# Green light ?



## D3 (Apr 27, 2009)

I have read hear about a green light to use when you need to go in during the off cycle at 12/12. What is this light & where do I get one?


----------



## 4u2sm0ke (Apr 28, 2009)

any green spectrum light..but why would you wanna go in at dark cycle?  seems you would let in other light doing so..just my thaughts..


----------



## D3 (Apr 28, 2009)

I am having a little trouble dialing in my temp. during the 12/12 off cycle. I just need to go in a few times till I get it right.


----------



## purplephazes (Apr 28, 2009)

have a look at the bottom of this page ! hope that helps take care ! peace.


----------



## Greenhead (Apr 28, 2009)

:yeahthat:  as well as Smoke stated, BTW SMOKE there could be a number of things to get in in 12/12. Power outage" unplug your lite so you don't hot start it, (generator) pump, fan, bulb, faliure, many reasons. I have installed a GREEN LIte just in case anything happens, better to be safe than ruin a grow. You can buy Green Bulbs at most hardware stores.


----------



## skallie (May 10, 2009)

yeh green lights are fine wont affect your grow

skallie


----------



## NorCalHal (May 10, 2009)

IMO, going into your room with just a regular light, or turning on your"bedroom" light has no ill effect at all.
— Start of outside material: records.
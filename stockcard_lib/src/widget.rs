//! Host-facing widget lifecycle.
//!
//! The host drives the widget through [`QuoteControl`]: `initialize` once,
//! `refresh` whenever its symbol property changes, `teardown` at the end.
//! Every lifecycle call fetches, maps and builds a card, then swaps it into
//! the [`CardContainer`]. The container holds exactly one view; it is
//! replaced on each render, never appended to.

use std::future::Future;
use std::sync::atomic::{AtomicBool, AtomicU64, Ordering};
use std::sync::{Arc, Mutex};

use crate::card::{self, CardDocument};
use crate::config::{WidgetConfig, DEFAULT_SYMBOL};
use crate::error::StockCardError;
use crate::fetcher::{load_quote, QuoteFetcher};
use crate::validation::validate_symbol;

/// The host element the card is shown in.
pub trait CardContainer: Send + Sync {
    /// Replaces the current view with `card`.
    fn replace(&self, card: CardDocument);
    /// Removes the current view.
    fn clear(&self);
}

/// In-process container. Clones share the same view.
#[derive(Clone, Default)]
pub struct MemoryContainer {
    view: Arc<Mutex<Option<CardDocument>>>,
}

impl MemoryContainer {
    pub fn new() -> Self {
        Self::default()
    }

    /// The card currently shown, if any.
    pub fn current(&self) -> Option<CardDocument> {
        self.view.lock().unwrap_or_else(|e| e.into_inner()).clone()
    }
}

impl CardContainer for MemoryContainer {
    fn replace(&self, card: CardDocument) {
        *self.view.lock().unwrap_or_else(|e| e.into_inner()) = Some(card);
    }

    fn clear(&self) {
        *self.view.lock().unwrap_or_else(|e| e.into_inner()) = None;
    }
}

/// Result of one lifecycle call.
#[derive(Debug)]
pub enum RenderOutcome {
    /// The quote card is now shown.
    Rendered,
    /// The fallback card is shown; the error explains why.
    Failed(StockCardError),
    /// A newer render started while this one was in flight; its result was dropped.
    Stale,
    /// The widget was torn down; nothing was shown.
    TornDown,
}

impl RenderOutcome {
    pub fn is_rendered(&self) -> bool {
        matches!(self, RenderOutcome::Rendered)
    }
}

/// Lifecycle contract implemented for the host.
pub trait QuoteControl {
    fn initialize(&self, config: WidgetConfig) -> impl Future<Output = RenderOutcome> + Send;
    fn refresh(&self, config: WidgetConfig) -> impl Future<Output = RenderOutcome> + Send;
    fn teardown(&self);
}

/// Stock quote widget.
///
/// Renders may overlap. Each one takes a generation number when it starts;
/// only the most recently started render may touch the container, so a slow
/// response can never overwrite a newer one.
pub struct StockMarketCard<F, C> {
    fetcher: F,
    container: C,
    default_symbol: String,
    symbol: Mutex<Option<String>>,
    generation: AtomicU64,
    torn_down: AtomicBool,
    /// Serializes the generation check with the container swap.
    swap: Mutex<()>,
}

impl<F: QuoteFetcher, C: CardContainer> StockMarketCard<F, C> {
    pub fn new(fetcher: F, container: C) -> Self {
        Self {
            fetcher,
            container,
            default_symbol: DEFAULT_SYMBOL.to_string(),
            symbol: Mutex::new(None),
            generation: AtomicU64::new(0),
            torn_down: AtomicBool::new(false),
            swap: Mutex::new(()),
        }
    }

    /// Symbol used when the host passes a blank one.
    pub fn with_default_symbol(mut self, symbol: impl Into<String>) -> Self {
        self.default_symbol = symbol.into();
        self
    }

    /// The symbol of the most recent lifecycle call.
    pub fn symbol(&self) -> Option<String> {
        self.symbol.lock().unwrap_or_else(|e| e.into_inner()).clone()
    }

    pub fn container(&self) -> &C {
        &self.container
    }

    async fn render(&self, config: WidgetConfig) -> RenderOutcome {
        if self.torn_down.load(Ordering::SeqCst) {
            return RenderOutcome::TornDown;
        }
        let token = self.generation.fetch_add(1, Ordering::SeqCst) + 1;
        let requested = config.symbol_or(&self.default_symbol).to_string();
        *self.symbol.lock().unwrap_or_else(|e| e.into_inner()) = Some(requested.clone());

        let result = match validate_symbol(&requested) {
            Ok(symbol) => load_quote(&self.fetcher, &symbol)
                .await
                .map(|details| card::build(&details)),
            Err(e) => Err(e),
        };

        let _guard = self.swap.lock().unwrap_or_else(|e| e.into_inner());
        if self.torn_down.load(Ordering::SeqCst) {
            return RenderOutcome::TornDown;
        }
        if self.generation.load(Ordering::SeqCst) != token {
            tracing::debug!("Discarding stale quote for {}", requested);
            return RenderOutcome::Stale;
        }
        match result {
            Ok(card) => {
                self.container.replace(card);
                RenderOutcome::Rendered
            }
            Err(e) => {
                tracing::warn!("Failed to render quote for {}: {}", requested, e);
                self.container
                    .replace(card::fallback(&requested, &e.user_message()));
                RenderOutcome::Failed(e)
            }
        }
    }
}

impl<F: QuoteFetcher, C: CardContainer> QuoteControl for StockMarketCard<F, C> {
    async fn initialize(&self, config: WidgetConfig) -> RenderOutcome {
        self.render(config).await
    }

    async fn refresh(&self, config: WidgetConfig) -> RenderOutcome {
        self.render(config).await
    }

    fn teardown(&self) {
        let _guard = self.swap.lock().unwrap_or_else(|e| e.into_inner());
        self.torn_down.store(true, Ordering::SeqCst);
        self.generation.fetch_add(1, Ordering::SeqCst);
        self.container.clear();
    }
}
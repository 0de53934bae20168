//! Card builder: lays out a [`QuoteDetails`] as an Adaptive Card document.
//!
//! The document is only data. Rendering it is left to whatever Adaptive Card
//! renderer the host embeds; [`CardDocument::to_json`] produces the payload.

use chrono::{DateTime, SecondsFormat, Utc};
use serde::{Deserialize, Serialize};

use crate::error::StockCardError;
use crate::quote::QuoteDetails;

pub const CARD_SCHEMA: &str = "http://adaptivecards.io/schemas/adaptive-card.json";
pub const CARD_VERSION: &str = "1.0";

/// Shown in place of any number that is not finite.
pub const PLACEHOLDER: &str = "—";

const UP_GLYPH: &str = "▲";
const DOWN_GLYPH: &str = "▼";

#[derive(Debug, Clone, PartialEq, Serialize, Deserialize)]
pub struct CardDocument {
    #[serde(rename = "$schema")]
    pub schema: String,
    #[serde(rename = "type")]
    pub kind: CardKind,
    pub version: String,
    #[serde(default, skip_serializing_if = "Option::is_none")]
    pub speak: Option<String>,
    pub body: Vec<Element>,
}

#[derive(Debug, Clone, Copy, Default, PartialEq, Eq, Serialize, Deserialize)]
pub enum CardKind {
    #[default]
    AdaptiveCard,
}

/// The subset of Adaptive Card elements the quote card uses.
#[derive(Debug, Clone, PartialEq, Serialize, Deserialize)]
#[serde(tag = "type")]
pub enum Element {
    Container(Container),
    TextBlock(TextBlock),
    ColumnSet(ColumnSet),
    FactSet(FactSet),
}

#[derive(Debug, Clone, PartialEq, Default, Serialize, Deserialize)]
pub struct Container {
    #[serde(default, skip_serializing_if = "Option::is_none")]
    pub spacing: Option<Spacing>,
    pub items: Vec<Element>,
}

#[derive(Debug, Clone, PartialEq, Default, Serialize, Deserialize)]
#[serde(rename_all = "camelCase")]
pub struct TextBlock {
    pub text: String,
    #[serde(default, skip_serializing_if = "Option::is_none")]
    pub size: Option<TextSize>,
    #[serde(default, skip_serializing_if = "Option::is_none")]
    pub color: Option<TextColor>,
    #[serde(default, skip_serializing_if = "Option::is_none")]
    pub is_subtle: Option<bool>,
    #[serde(default, skip_serializing_if = "Option::is_none")]
    pub spacing: Option<Spacing>,
    #[serde(default, skip_serializing_if = "Option::is_none")]
    pub wrap: Option<bool>,
}

#[derive(Debug, Clone, PartialEq, Default, Serialize, Deserialize)]
pub struct ColumnSet {
    pub columns: Vec<Column>,
}

#[derive(Debug, Clone, PartialEq, Default, Serialize, Deserialize)]
pub struct Column {
    #[serde(rename = "type")]
    pub kind: ColumnKind,
    pub width: ColumnWidth,
    pub items: Vec<Element>,
}

#[derive(Debug, Clone, Copy, Default, PartialEq, Eq, Serialize, Deserialize)]
pub enum ColumnKind {
    #[default]
    Column,
}

#[derive(Debug, Clone, Copy, Default, PartialEq, Eq, Serialize, Deserialize)]
#[serde(rename_all = "lowercase")]
pub enum ColumnWidth {
    #[default]
    Auto,
    Stretch,
}

#[derive(Debug, Clone, PartialEq, Default, Serialize, Deserialize)]
pub struct FactSet {
    pub facts: Vec<Fact>,
}

#[derive(Debug, Clone, PartialEq, Serialize, Deserialize)]
pub struct Fact {
    pub title: String,
    pub value: String,
}

#[derive(Debug, Clone, Copy, PartialEq, Eq, Serialize, Deserialize)]
pub enum TextSize {
    Small,
    Default,
    Medium,
    Large,
    ExtraLarge,
}

#[derive(Debug, Clone, Copy, PartialEq, Eq, Serialize, Deserialize)]
pub enum TextColor {
    Default,
    Good,
    Attention,
    Warning,
    Accent,
}

#[derive(Debug, Clone, Copy, PartialEq, Eq, Serialize, Deserialize)]
pub enum Spacing {
    None,
    Small,
    Default,
    Medium,
    Large,
}

/// Direction shown by the change line.
#[derive(Debug, Clone, Copy, PartialEq, Eq)]
pub enum Direction {
    Up,
    Down,
    /// The percentage is not finite (previous close of zero).
    Unknown,
}

impl Direction {
    /// `>= 0` is up, including exactly zero.
    pub fn of(change_percent: f64) -> Self {
        if !change_percent.is_finite() {
            Direction::Unknown
        } else if change_percent >= 0.0 {
            Direction::Up
        } else {
            Direction::Down
        }
    }

    pub fn glyph(self) -> &'static str {
        match self {
            Direction::Up => UP_GLYPH,
            Direction::Down => DOWN_GLYPH,
            Direction::Unknown => "",
        }
    }

    pub fn color(self) -> TextColor {
        match self {
            Direction::Up => TextColor::Good,
            Direction::Down => TextColor::Attention,
            Direction::Unknown => TextColor::Default,
        }
    }
}

/// Formats a number with two decimals, or [`PLACEHOLDER`] if it is not finite.
pub fn format_two_decimals(value: f64) -> String {
    if !value.is_finite() {
        return PLACEHOLDER.to_string();
    }
    // Avoid "-0.00" for a negative zero.
    let value = if value == 0.0 { 0.0 } else { value };
    format!("{:.2}", value)
}

/// Re-formats a display string produced by [`format_two_decimals`].
/// Anything that does not parse as a number becomes the placeholder.
pub fn reformat_two_decimals(text: &str) -> String {
    match text.trim().parse::<f64>() {
        Ok(value) => format_two_decimals(value),
        Err(_) => PLACEHOLDER.to_string(),
    }
}

pub fn format_timestamp(ts: &DateTime<Utc>) -> String {
    ts.to_rfc3339_opts(SecondsFormat::Secs, true)
}

/// The change line, e.g. `"▲ 1.23 (0.45% )"`.
pub fn change_text(details: &QuoteDetails) -> String {
    let direction = Direction::of(details.change_percent);
    let change = format_two_decimals(details.change);
    let percent = format_two_decimals(details.change_percent);
    match direction {
        Direction::Unknown => format!("{} ({}% )", change, percent),
        _ => format!("{} {} ({}% )", direction.glyph(), change, percent),
    }
}

fn speak_text(details: &QuoteDetails) -> String {
    // Neutral wording: the change is previous close minus price, so
    // "up"/"down" would contradict the price movement.
    let price = format_two_decimals(details.price);
    match Direction::of(details.change_percent) {
        Direction::Unknown => format!("{} is trading at {} a share", details.symbol, price),
        _ => format!(
            "{} is trading at {} a share, a change of {} ({}%)",
            details.symbol,
            price,
            format_two_decimals(details.change),
            format_two_decimals(details.change_percent),
        ),
    }
}

fn text(text: impl Into<String>) -> TextBlock {
    TextBlock {
        text: text.into(),
        ..Default::default()
    }
}

/// Builds the quote card: a header with symbol and trading day, then the
/// price and change line beside a fact list of Open, High and Low.
pub fn build(details: &QuoteDetails) -> CardDocument {
    let direction = Direction::of(details.change_percent);

    let header = Container {
        spacing: None,
        items: vec![
            Element::TextBlock(TextBlock {
                size: Some(TextSize::Medium),
                is_subtle: Some(true),
                ..text(details.symbol.clone())
            }),
            Element::TextBlock(TextBlock {
                is_subtle: Some(true),
                ..text(format_timestamp(&details.trading_day))
            }),
        ],
    };

    let price_column = Column {
        width: ColumnWidth::Stretch,
        items: vec![
            Element::TextBlock(TextBlock {
                size: Some(TextSize::ExtraLarge),
                ..text(format_two_decimals(details.price))
            }),
            Element::TextBlock(TextBlock {
                size: Some(TextSize::Small),
                color: Some(direction.color()),
                spacing: Some(Spacing::None),
                ..text(change_text(details))
            }),
        ],
        ..Default::default()
    };

    let facts_column = Column {
        width: ColumnWidth::Auto,
        items: vec![Element::FactSet(FactSet {
            facts: vec![
                Fact {
                    title: "Open".to_string(),
                    value: format_timestamp(&details.open),
                },
                Fact {
                    title: "High".to_string(),
                    value: format_two_decimals(details.high),
                },
                Fact {
                    title: "Low".to_string(),
                    value: format_two_decimals(details.low),
                },
            ],
        })],
        ..Default::default()
    };

    let primary = Container {
        spacing: Some(Spacing::None),
        items: vec![Element::ColumnSet(ColumnSet {
            columns: vec![price_column, facts_column],
        })],
    };

    CardDocument {
        speak: Some(speak_text(details)),
        ..CardDocument::with_body(vec![
            Element::Container(header),
            Element::Container(primary),
        ])
    }
}

/// Card shown in the container when a quote cannot be produced.
pub fn fallback(symbol: &str, message: &str) -> CardDocument {
    let body = vec![Element::Container(Container {
        spacing: None,
        items: vec![
            Element::TextBlock(TextBlock {
                size: Some(TextSize::Medium),
                is_subtle: Some(true),
                ..text(symbol)
            }),
            Element::TextBlock(TextBlock {
                color: Some(TextColor::Attention),
                wrap: Some(true),
                ..text(message)
            }),
        ],
    })];
    CardDocument {
        speak: Some(format!("{}: {}", symbol, message)),
        ..CardDocument::with_body(body)
    }
}

impl CardDocument {
    fn with_body(body: Vec<Element>) -> Self {
        Self {
            schema: CARD_SCHEMA.to_string(),
            kind: CardKind::AdaptiveCard,
            version: CARD_VERSION.to_string(),
            speak: None,
            body,
        }
    }

    /// Serialized payload for the renderer.
    pub fn to_json(&self) -> Result<String, StockCardError> {
        Ok(serde_json::to_string(self)?)
    }

    /// Every text block in document order.
    pub fn text_blocks(&self) -> Vec<&TextBlock> {
        let mut out = Vec::new();
        collect_text_blocks(&self.body, &mut out);
        out
    }

    /// Every fact in document order.
    pub fn facts(&self) -> Vec<&Fact> {
        let mut out = Vec::new();
        collect_facts(&self.body, &mut out);
        out
    }
}
mod chart;
pub use self::chart::{
    Chart, ChartError, ChartMeta, ChartResponse, ChartResult, Indicators, QuoteSeries,
    TradingPeriod, TradingPeriods,
};
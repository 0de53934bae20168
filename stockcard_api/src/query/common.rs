//! Shared query infrastructure: the [`Query`] trait.

use url::Url;

/// Trait implemented by all query builders. Provides URL serialization.
pub trait Query {
    /// Appends this query's parameters to the given URL, returning the modified URL.
    fn add_to_url(&self, url: &Url) -> Url;
}
mod common;
pub use self::common::Query;

mod chart;
pub use self::chart::{ChartInterval, ChartQuery, ChartRange};
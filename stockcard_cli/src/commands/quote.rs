use anyhow::Result;
use clap::Args;
use stockcard_lib::validation;
use stockcard_lib::{card, load_quote, AppConfig, ChartFetcher};

use super::FetchArgs;
use crate::output::{print_json, print_quotes_markdown, print_quotes_table, OutputFormat};

#[derive(Args)]
pub struct QuoteArgs {
    /// Ticker symbol (defaults to the configured default symbol)
    #[arg(long)]
    pub symbol: Option<String>,

    #[command(flatten)]
    pub fetch: FetchArgs,
}

/// Fetches one quote and prints its card: the Adaptive Card payload for
/// `json`, a summary table otherwise.
pub async fn run(args: &QuoteArgs, config: &AppConfig, format: &OutputFormat) -> Result<()> {
    let mut config = config.clone();
    args.fetch.apply(&mut config)?;

    let symbol = validation::validate_symbol(
        args.symbol.as_deref().unwrap_or(&config.default_symbol),
    )?;
    let fetcher = ChartFetcher::from_config(&config);
    let details = load_quote(&fetcher, &symbol).await?;

    match format {
        OutputFormat::Json => print_json(&card::build(&details)),
        OutputFormat::Table => print_quotes_table(&[details]),
        OutputFormat::Markdown => print_quotes_markdown(&[details]),
    }

    Ok(())
}
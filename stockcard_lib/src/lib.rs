//! Library layer for the stock quote card: quote mapping, Adaptive Card
//! assembly, and the widget lifecycle the host drives.
//!
//! Wraps the `stockcard_api` chart client with a validating mapper, a
//! pure card builder, layered configuration, and a widget that keeps
//! exactly one rendered view in its container.

pub mod card;
pub mod config;
pub mod error;
pub mod fetcher;
pub mod quote;
pub mod validation;
pub mod widget;

pub use stockcard_api;
pub use stockcard_api::types;
pub use stockcard_api::{ChartInterval, ChartQuery, ChartRange};

pub use card::{CardDocument, Direction};
pub use config::{AppConfig, ConfigError, WidgetConfig};
pub use error::StockCardError;
pub use fetcher::{load_quote, ChartFetcher, QuoteFetcher};
pub use quote::QuoteDetails;
pub use widget::{CardContainer, MemoryContainer, QuoteControl, RenderOutcome, StockMarketCard};
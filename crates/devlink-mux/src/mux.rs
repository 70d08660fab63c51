use std::collections::{BTreeSet, HashMap};
use std::io::ErrorKind;
use std::sync::{Arc, Mutex, MutexGuard, PoisonError};

use bytes::Bytes;
use devlink_frame::{Frame, Packetizer, FRAME_CAPACITY};
use devlink_transport::{BoxedDuplex, Duplex, TransportError};
use tokio::io::{AsyncReadExt, AsyncWriteExt, ReadHalf, WriteHalf};
use tokio::sync::{mpsc, watch};
use tokio::task::JoinHandle;
use tracing::{debug, trace, warn};

use crate::error::{MuxError, Result};
use crate::packet::Packet;

const READ_CHUNK_SIZE: usize = 1024;

/// Receives every frame decoded on one subscribed channel.
pub trait Consumer: Send + Sync + 'static {
    fn process_packet(&self, data: Bytes);
}

impl<F> Consumer for F
where
    F: Fn(Bytes) + Send + Sync + 'static,
{
    fn process_packet(&self, data: Bytes) {
        self(data)
    }
}

type GlobalCallback = Arc<dyn Fn(u8, Bytes) + Send + Sync>;
type ErrorCallback = Arc<dyn Fn(&TransportError) + Send + Sync>;
type EndCallback = Arc<dyn Fn() + Send + Sync>;

/// Configuration for a [`Mux`].
#[derive(Debug, Clone, Default)]
pub struct MuxConfig {
    /// Channels that may be subscribed to or sent on. `None` allows all.
    pub channels: Option<BTreeSet<u8>>,
}

#[derive(Default)]
struct Routes {
    channels: HashMap<u8, Arc<dyn Consumer>>,
    global: Option<GlobalCallback>,
    on_error: Option<ErrorCallback>,
    on_end: Option<EndCallback>,
}

struct Shared {
    routes: Mutex<Routes>,
    outbound: Mutex<Option<mpsc::UnboundedSender<Bytes>>>,
    shutdown: watch::Sender<bool>,
    config: MuxConfig,
}

fn lock<T>(mutex: &Mutex<T>) -> MutexGuard<'_, T> {
    mutex.lock().unwrap_or_else(PoisonError::into_inner)
}

impl Shared {
    fn check_channel(&self, channel: u8) -> Result<()> {
        match &self.config.channels {
            Some(active) if !active.contains(&channel) => {
                Err(MuxError::UnsupportedChannel(channel))
            }
            _ => Ok(()),
        }
    }

    fn receive(&self, packetizer: &mut Packetizer, byte: u8) {
        if !packetizer.put(byte) {
            trace!(
                buffered = packetizer.buffered(),
                "frame exceeded buffer bound; resynchronizing"
            );
            packetizer.reset();
            return;
        }
        if !packetizer.is_complete() {
            return;
        }

        let frame = packetizer.decode();
        packetizer.reset();
        if let Some(frame) = frame {
            self.dispatch(frame);
        }
    }

    fn dispatch(&self, frame: Frame) {
        let (consumer, global) = {
            let routes = lock(&self.routes);
            (
                routes.channels.get(&frame.channel).cloned(),
                routes.global.clone(),
            )
        };

        if let Some(consumer) = consumer {
            trace!(channel = frame.channel, len = frame.payload.len(), "dispatching frame");
            consumer.process_packet(frame.payload);
        } else if let Some(global) = global {
            global(frame.channel, frame.payload);
        } else {
            trace!(channel = frame.channel, "no subscriber; dropping frame");
        }
    }

    fn fail(&self, err: TransportError) {
        warn!(%err, "device stream failed");
        lock(&self.outbound).take();
        let callback = lock(&self.routes).on_error.clone();
        if let Some(callback) = callback {
            callback(&err);
        }
    }

    fn end(&self) {
        debug!("device stream ended");
        let callback = lock(&self.routes).on_end.clone();
        if let Some(callback) = callback {
            callback();
        }
    }
}

/// Multiplexes logical channels over one duplex byte stream.
///
/// Must be created inside a tokio runtime: the writer task starts
/// immediately so packets can be sent before [`start`](Self::start).
pub struct Mux {
    shared: Arc<Shared>,
    reader: Mutex<Option<ReadHalf<BoxedDuplex>>>,
    reader_task: Mutex<Option<JoinHandle<()>>>,
    writer_task: Mutex<Option<JoinHandle<()>>>,
}

impl Mux {
    /// Create a mux with default configuration.
    pub fn new<S: Duplex>(stream: S) -> Self {
        Self::with_config(stream, MuxConfig::default())
    }

    /// Create a mux with explicit configuration.
    pub fn with_config<S: Duplex>(stream: S, config: MuxConfig) -> Self {
        let stream: BoxedDuplex = Box::new(stream);
        let (reader, writer) = tokio::io::split(stream);
        let (tx, rx) = mpsc::unbounded_channel();
        let (shutdown_tx, shutdown_rx) = watch::channel(false);

        let shared = Arc::new(Shared {
            routes: Mutex::new(Routes::default()),
            outbound: Mutex::new(Some(tx)),
            shutdown: shutdown_tx,
            config,
        });

        let writer_task = tokio::spawn(write_loop(writer, rx, shutdown_rx, Arc::clone(&shared)));

        Self {
            shared,
            reader: Mutex::new(Some(reader)),
            reader_task: Mutex::new(None),
            writer_task: Mutex::new(Some(writer_task)),
        }
    }

    /// Begin consuming inbound bytes. Calling it again has no effect.
    pub fn start(&self) {
        let Some(reader) = lock(&self.reader).take() else {
            return;
        };
        let task = tokio::spawn(read_loop(reader, Arc::clone(&self.shared)));
        *lock(&self.reader_task) = Some(task);
    }

    /// Start building a packet for `channel`.
    pub fn build_packet(&self, channel: u8) -> Result<Packet> {
        self.shared.check_channel(channel)?;
        let outbound = lock(&self.shared.outbound)
            .clone()
            .ok_or(MuxError::Destroyed)?;
        Ok(Packet::new(channel, self.max_packet_size(), outbound))
    }

    /// Largest payload a single packet can carry.
    ///
    /// One byte of the frame capacity is reserved for the channel marker.
    pub fn max_packet_size(&self) -> usize {
        FRAME_CAPACITY - 1
    }

    /// Route every frame on `channel` to `consumer`, replacing any previous
    /// subscription on that channel.
    pub fn subscribe_channel(&self, channel: u8, consumer: Arc<dyn Consumer>) -> Result<()> {
        self.shared.check_channel(channel)?;
        if lock(&self.shared.routes)
            .channels
            .insert(channel, consumer)
            .is_some()
        {
            debug!(channel, "replaced channel subscription");
        }
        Ok(())
    }

    /// Receive frames on channels without a subscriber.
    pub fn set_global_callback(&self, callback: impl Fn(u8, Bytes) + Send + Sync + 'static) {
        lock(&self.shared.routes).global = Some(Arc::new(callback));
    }

    /// Called once when the stream fails.
    pub fn on_error(&self, callback: impl Fn(&TransportError) + Send + Sync + 'static) {
        lock(&self.shared.routes).on_error = Some(Arc::new(callback));
    }

    /// Called once when the remote end closes the stream.
    pub fn on_end(&self, callback: impl Fn() + Send + Sync + 'static) {
        lock(&self.shared.routes).on_end = Some(Arc::new(callback));
    }

    /// Flush pending packets, close the stream and stop reading.
    ///
    /// Completes once every packet sent before the call has been written
    /// and the write side has been shut down. Packets still being built
    /// fail with [`MuxError::Destroyed`] when sent.
    pub async fn destroy(&self) {
        lock(&self.shared.outbound).take();
        self.shared.shutdown.send_replace(true);

        let writer = lock(&self.writer_task).take();
        if let Some(writer) = writer {
            if let Err(err) = writer.await {
                warn!(%err, "mux writer task failed");
            }
        }

        let reader = lock(&self.reader_task).take();
        if let Some(reader) = reader {
            reader.abort();
            let _ = reader.await;
        }
        lock(&self.reader).take();
        debug!("mux destroyed");
    }
}
use std::path::Path;

use devlink_device::Device;

use crate::cmd::{lock, LsArgs, PathArgs, ReadArgs, ResourceArgs, WriteArgs};
use crate::exit::{device_error, io_error, CliResult, SUCCESS};
use crate::output::{print_done, print_entries, print_raw, print_resources, OutputFormat};

pub async fn ls(device: &Device, args: LsArgs, format: OutputFormat) -> CliResult<i32> {
    let entries = device
        .uploader()
        .list_directory(&args.path)
        .await
        .map_err(|err| device_error("list failed", err))?;
    print_entries(&entries, format);
    Ok(SUCCESS)
}

pub async fn read(device: &Device, args: ReadArgs, format: OutputFormat) -> CliResult<i32> {
    let data = device
        .uploader()
        .read_file(&args.path)
        .await
        .map_err(|err| device_error("read failed", err))?;
    emit(&data, args.output.as_deref(), format)
}

pub async fn write(device: &Device, args: WriteArgs, format: OutputFormat) -> CliResult<i32> {
    let data = match (&args.data, &args.file) {
        (Some(text), _) => text.as_bytes().to_vec(),
        (None, Some(file)) => {
            std::fs::read(file).map_err(|err| io_error(&format!("read {}", file.display()), err))?
        }
        (None, None) => Vec::new(),
    };
    lock(device).await?;
    device
        .uploader()
        .write_file(&args.path, &data)
        .await
        .map_err(|err| device_error("write failed", err))?;
    print_done("write", &args.path, format);
    Ok(SUCCESS)
}

pub async fn rm(device: &Device, args: PathArgs, format: OutputFormat) -> CliResult<i32> {
    lock(device).await?;
    device
        .uploader()
        .delete_file(&args.path)
        .await
        .map_err(|err| device_error("delete failed", err))?;
    print_done("rm", &args.path, format);
    Ok(SUCCESS)
}

pub async fn mkdir(device: &Device, args: PathArgs, format: OutputFormat) -> CliResult<i32> {
    lock(device).await?;
    device
        .uploader()
        .create_directory(&args.path)
        .await
        .map_err(|err| device_error("mkdir failed", err))?;
    print_done("mkdir", &args.path, format);
    Ok(SUCCESS)
}

pub async fn rmdir(device: &Device, args: PathArgs, format: OutputFormat) -> CliResult<i32> {
    lock(device).await?;
    device
        .uploader()
        .delete_directory(&args.path)
        .await
        .map_err(|err| device_error("rmdir failed", err))?;
    print_done("rmdir", &args.path, format);
    Ok(SUCCESS)
}

pub async fn format(device: &Device, format: OutputFormat) -> CliResult<i32> {
    lock(device).await?;
    device
        .uploader()
        .format_storage()
        .await
        .map_err(|err| device_error("format failed", err))?;
    print_done("format", "", format);
    Ok(SUCCESS)
}

pub async fn resources_ls(device: &Device, format: OutputFormat) -> CliResult<i32> {
    let resources = device
        .uploader()
        .list_resources()
        .await
        .map_err(|err| device_error("resource list failed", err))?;
    print_resources(&resources, format);
    Ok(SUCCESS)
}

pub async fn resources_read(
    device: &Device,
    args: ResourceArgs,
    format: OutputFormat,
) -> CliResult<i32> {
    let data = device
        .uploader()
        .read_resource(&args.name)
        .await
        .map_err(|err| device_error("resource read failed", err))?;
    emit(&data, args.output.as_deref(), format)
}

/// Save downloaded bytes to `output`, or dump them to stdout.
fn emit(data: &[u8], output: Option<&Path>, format: OutputFormat) -> CliResult<i32> {
    match output {
        Some(path) => {
            std::fs::write(path, data)
                .map_err(|err| io_error(&format!("write {}", path.display()), err))?;
            print_done("saved", &path.display().to_string(), format);
        }
        None => print_raw(data),
    }
    Ok(SUCCESS)
}
use std::time::Duration;

/// Default reply deadline for controller and uploader requests.
pub const DEFAULT_REQUEST_TIMEOUT: Duration = Duration::from_millis(5000);

/// Settings shared by the request/response protocols.
#[derive(Debug, Clone, Copy, PartialEq, Eq)]
pub struct ProtocolConfig {
    /// How long to wait for each reply packet.
    pub request_timeout: Duration,
}

impl Default for ProtocolConfig {
    fn default() -> Self {
        Self {
            request_timeout: DEFAULT_REQUEST_TIMEOUT,
        }
    }
}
I do 95% of my work during the "off" hours, and I just turn on the bedroom light, a regular 60w white bulb, and I have never got a Hermie, orhad the plants start to "revert" or anything bad. I have been doing this for years.

Just my experience.


----------



## 4u2sm0ke (May 10, 2009)

NorCalHal said:
			
		

> IMO, going into your room with just a regular light, or turning on your"bedroom" light has no ill effect at all.
> 
> I do 95% of my work during the "off" hours, and I just turn on the bedroom light, a regular 60w white bulb, and I have never got a Hermie, orhad the plants start to "revert" or anything bad. I have been doing this for years.
> 
> ...


 


so light leaks in the flower cycle is okay..Dam  I can spend more time in my shed now then..No hermies  Great  thanks for clearing this up..I was under the impression  I had to keep it totally dark for the 12 hrs dark cycle..now im going to look at them  in the dark  with aregular light..I could use a flash light then Right..its  small..and maybe put  a green plastic cover over it..Oh  Hell  Im so confused now..more then i was a couple years ago..oh  well im going to hit my bong now..and think this one over..


----------



## pcduck (May 10, 2009)

I don't think he is talking light leaks. To me a light leak is a light that shines threw into the flower room all the time when the lights are off.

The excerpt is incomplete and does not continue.